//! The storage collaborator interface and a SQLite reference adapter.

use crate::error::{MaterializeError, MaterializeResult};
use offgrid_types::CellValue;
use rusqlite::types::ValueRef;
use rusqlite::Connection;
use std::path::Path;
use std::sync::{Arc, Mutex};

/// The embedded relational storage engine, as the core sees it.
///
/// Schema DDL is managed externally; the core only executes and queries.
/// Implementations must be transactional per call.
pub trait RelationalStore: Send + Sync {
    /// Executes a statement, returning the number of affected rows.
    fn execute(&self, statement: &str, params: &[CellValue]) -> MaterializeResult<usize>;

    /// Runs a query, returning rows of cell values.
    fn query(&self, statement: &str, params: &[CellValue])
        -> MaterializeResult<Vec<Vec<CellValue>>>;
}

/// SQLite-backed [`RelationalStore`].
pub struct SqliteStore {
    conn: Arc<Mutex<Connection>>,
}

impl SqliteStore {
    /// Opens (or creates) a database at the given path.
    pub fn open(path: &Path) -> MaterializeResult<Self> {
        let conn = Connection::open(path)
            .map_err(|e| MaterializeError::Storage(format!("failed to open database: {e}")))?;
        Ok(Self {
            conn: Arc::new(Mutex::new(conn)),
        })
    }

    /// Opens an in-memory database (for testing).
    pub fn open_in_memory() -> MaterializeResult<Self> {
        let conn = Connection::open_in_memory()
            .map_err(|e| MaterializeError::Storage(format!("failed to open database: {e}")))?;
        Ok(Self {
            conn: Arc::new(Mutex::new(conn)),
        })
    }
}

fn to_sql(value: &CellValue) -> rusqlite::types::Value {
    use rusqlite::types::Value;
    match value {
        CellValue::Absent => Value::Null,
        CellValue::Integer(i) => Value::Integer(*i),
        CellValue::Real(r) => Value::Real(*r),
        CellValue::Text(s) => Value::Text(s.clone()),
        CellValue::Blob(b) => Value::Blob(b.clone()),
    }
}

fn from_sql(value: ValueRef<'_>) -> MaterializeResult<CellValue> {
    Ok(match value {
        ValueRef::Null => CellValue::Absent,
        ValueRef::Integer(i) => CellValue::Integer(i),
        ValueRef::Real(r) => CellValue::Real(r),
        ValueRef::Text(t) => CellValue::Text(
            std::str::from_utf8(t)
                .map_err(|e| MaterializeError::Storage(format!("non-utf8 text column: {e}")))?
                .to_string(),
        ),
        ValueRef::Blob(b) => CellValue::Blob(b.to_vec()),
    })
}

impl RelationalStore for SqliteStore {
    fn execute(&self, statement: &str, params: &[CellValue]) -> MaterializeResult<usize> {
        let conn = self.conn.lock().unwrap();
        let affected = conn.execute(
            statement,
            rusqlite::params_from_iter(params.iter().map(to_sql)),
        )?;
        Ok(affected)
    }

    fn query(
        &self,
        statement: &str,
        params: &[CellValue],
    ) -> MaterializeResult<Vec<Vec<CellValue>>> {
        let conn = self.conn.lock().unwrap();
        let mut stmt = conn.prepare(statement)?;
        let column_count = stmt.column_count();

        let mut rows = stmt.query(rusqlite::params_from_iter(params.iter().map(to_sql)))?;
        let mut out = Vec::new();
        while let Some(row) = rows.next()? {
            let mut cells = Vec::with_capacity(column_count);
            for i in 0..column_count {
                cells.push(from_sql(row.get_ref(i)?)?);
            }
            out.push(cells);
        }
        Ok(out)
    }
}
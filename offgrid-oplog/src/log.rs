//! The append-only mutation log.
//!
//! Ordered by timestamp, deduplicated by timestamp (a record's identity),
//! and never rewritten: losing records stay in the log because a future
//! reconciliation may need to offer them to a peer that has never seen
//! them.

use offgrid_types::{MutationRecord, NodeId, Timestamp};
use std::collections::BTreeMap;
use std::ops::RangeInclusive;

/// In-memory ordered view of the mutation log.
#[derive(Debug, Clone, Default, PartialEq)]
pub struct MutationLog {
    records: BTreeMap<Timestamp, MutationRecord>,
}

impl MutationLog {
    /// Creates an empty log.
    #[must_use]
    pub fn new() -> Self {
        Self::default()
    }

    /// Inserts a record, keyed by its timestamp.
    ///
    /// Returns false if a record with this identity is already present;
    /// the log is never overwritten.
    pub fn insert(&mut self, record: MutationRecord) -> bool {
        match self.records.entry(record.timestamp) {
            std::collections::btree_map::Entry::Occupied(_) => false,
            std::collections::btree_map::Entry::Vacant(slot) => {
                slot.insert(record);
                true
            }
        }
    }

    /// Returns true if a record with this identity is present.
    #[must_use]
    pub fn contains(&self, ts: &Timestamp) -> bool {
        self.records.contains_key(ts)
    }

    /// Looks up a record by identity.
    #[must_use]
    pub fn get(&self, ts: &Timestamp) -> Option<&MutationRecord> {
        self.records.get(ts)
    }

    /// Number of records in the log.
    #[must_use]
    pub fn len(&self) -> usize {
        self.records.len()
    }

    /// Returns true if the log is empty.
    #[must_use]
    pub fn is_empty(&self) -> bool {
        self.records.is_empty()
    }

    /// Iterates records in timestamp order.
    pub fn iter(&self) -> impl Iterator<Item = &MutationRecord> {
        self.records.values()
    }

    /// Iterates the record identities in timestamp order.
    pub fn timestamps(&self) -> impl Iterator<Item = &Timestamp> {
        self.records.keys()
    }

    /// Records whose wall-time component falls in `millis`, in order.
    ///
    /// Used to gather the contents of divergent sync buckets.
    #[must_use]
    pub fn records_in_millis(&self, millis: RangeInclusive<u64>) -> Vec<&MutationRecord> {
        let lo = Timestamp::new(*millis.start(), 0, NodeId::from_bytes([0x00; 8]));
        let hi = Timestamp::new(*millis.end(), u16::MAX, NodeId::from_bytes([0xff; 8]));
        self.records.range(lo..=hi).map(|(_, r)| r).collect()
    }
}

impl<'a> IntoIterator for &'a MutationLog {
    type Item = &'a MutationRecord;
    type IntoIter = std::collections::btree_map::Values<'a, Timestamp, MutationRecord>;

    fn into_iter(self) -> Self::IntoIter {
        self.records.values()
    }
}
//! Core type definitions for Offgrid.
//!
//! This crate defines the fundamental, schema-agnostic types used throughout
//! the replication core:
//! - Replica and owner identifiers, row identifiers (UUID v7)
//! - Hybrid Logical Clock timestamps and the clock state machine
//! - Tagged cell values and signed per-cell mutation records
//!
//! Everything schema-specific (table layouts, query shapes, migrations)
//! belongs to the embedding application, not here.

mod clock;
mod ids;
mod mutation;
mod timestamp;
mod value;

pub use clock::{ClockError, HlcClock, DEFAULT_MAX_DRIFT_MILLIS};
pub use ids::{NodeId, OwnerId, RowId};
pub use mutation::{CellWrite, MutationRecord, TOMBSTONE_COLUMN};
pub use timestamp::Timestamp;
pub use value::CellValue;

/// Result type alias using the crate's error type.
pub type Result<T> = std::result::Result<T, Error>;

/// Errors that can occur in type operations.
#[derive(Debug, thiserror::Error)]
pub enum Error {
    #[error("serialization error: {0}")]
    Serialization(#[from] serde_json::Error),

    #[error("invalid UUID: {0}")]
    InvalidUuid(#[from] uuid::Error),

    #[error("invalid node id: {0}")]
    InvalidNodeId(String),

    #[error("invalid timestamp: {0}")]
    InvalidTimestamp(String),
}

--

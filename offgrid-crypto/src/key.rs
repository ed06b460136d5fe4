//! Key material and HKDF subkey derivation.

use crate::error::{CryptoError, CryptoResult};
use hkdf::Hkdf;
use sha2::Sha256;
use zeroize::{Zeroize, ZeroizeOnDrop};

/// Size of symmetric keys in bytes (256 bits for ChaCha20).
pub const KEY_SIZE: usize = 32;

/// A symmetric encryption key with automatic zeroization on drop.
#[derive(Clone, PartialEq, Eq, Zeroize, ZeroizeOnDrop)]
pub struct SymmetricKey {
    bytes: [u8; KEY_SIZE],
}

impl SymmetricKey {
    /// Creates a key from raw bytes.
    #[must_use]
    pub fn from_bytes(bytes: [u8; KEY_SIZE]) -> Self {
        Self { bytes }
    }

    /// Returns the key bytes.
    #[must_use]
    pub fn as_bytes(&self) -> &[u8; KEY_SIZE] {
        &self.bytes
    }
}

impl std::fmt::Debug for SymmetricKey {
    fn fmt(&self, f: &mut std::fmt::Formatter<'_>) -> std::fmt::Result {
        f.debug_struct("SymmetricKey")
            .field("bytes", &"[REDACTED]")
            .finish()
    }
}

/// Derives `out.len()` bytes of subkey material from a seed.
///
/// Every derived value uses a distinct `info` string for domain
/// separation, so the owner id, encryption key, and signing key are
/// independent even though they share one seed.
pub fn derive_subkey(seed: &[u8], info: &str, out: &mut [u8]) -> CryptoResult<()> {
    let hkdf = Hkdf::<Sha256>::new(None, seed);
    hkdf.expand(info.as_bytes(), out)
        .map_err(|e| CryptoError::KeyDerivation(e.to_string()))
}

...

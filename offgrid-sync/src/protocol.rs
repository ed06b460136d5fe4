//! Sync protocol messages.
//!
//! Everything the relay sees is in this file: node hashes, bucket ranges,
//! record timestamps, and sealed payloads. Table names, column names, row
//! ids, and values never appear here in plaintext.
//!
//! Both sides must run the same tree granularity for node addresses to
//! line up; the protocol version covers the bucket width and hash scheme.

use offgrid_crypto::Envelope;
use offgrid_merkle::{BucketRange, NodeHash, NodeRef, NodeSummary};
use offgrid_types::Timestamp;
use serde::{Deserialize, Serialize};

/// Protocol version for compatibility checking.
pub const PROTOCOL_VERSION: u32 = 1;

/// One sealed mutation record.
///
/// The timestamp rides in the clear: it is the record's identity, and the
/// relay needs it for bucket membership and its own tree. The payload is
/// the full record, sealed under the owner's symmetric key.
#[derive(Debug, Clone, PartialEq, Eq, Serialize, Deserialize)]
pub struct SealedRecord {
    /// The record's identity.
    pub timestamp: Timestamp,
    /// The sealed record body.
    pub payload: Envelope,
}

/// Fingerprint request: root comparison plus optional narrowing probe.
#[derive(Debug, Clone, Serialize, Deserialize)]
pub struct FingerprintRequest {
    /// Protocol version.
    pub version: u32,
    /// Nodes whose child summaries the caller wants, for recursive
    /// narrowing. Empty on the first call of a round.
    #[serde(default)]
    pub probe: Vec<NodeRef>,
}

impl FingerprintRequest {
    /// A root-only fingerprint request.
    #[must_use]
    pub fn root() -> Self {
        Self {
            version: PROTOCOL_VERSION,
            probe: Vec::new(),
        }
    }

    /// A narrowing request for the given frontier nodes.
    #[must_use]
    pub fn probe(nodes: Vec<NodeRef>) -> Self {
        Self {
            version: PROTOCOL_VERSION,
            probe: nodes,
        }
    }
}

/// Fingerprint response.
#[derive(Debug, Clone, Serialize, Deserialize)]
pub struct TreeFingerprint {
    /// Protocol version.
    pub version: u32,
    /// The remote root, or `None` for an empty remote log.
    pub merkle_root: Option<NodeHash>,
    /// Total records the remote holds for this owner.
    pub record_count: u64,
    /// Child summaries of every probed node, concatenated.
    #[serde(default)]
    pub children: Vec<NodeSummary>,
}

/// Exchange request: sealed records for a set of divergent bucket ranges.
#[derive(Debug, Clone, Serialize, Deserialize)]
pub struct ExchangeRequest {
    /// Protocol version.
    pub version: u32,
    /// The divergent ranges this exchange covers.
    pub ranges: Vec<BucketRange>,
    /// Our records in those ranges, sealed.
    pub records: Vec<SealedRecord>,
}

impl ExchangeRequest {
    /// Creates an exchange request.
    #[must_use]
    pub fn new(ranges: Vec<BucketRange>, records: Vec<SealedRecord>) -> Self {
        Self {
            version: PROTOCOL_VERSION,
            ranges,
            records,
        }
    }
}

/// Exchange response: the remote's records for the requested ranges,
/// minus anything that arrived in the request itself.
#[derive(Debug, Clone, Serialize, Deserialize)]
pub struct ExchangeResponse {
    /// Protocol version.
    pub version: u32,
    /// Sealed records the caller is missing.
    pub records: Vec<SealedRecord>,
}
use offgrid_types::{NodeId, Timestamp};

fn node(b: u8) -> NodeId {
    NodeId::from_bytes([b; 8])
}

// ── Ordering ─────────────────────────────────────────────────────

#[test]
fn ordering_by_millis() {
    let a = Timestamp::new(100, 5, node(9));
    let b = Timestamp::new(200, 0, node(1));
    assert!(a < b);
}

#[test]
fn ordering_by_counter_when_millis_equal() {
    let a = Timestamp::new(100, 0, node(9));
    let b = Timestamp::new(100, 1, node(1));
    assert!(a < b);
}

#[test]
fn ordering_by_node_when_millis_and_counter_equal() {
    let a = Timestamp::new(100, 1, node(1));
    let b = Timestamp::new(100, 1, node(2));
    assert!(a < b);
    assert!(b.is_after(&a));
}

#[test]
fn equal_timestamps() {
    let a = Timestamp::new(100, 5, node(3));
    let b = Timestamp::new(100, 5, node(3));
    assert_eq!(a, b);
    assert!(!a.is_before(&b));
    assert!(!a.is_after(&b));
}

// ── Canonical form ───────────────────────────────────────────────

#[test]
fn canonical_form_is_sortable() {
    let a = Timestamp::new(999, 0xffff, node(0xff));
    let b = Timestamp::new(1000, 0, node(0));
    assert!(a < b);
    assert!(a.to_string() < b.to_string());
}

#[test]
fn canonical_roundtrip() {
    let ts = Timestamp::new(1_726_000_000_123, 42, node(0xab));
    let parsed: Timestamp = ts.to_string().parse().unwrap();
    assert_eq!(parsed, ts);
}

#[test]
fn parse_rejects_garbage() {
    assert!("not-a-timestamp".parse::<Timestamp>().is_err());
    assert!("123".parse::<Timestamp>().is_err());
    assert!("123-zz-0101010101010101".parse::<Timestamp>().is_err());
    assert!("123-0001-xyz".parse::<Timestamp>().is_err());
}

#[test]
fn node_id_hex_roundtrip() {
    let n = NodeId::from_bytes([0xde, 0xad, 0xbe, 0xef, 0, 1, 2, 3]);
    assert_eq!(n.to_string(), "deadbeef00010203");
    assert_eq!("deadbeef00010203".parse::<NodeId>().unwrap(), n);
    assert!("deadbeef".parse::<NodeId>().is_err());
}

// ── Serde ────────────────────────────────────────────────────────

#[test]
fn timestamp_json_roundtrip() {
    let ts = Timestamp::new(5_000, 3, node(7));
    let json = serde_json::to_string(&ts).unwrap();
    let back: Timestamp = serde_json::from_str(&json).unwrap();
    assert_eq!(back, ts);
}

EXERCISE DIRECTIONS: Line count for "encryption": count the lines in the records above that contain this word, and write only the number.

ANSWER TO THE EXERCISE: 2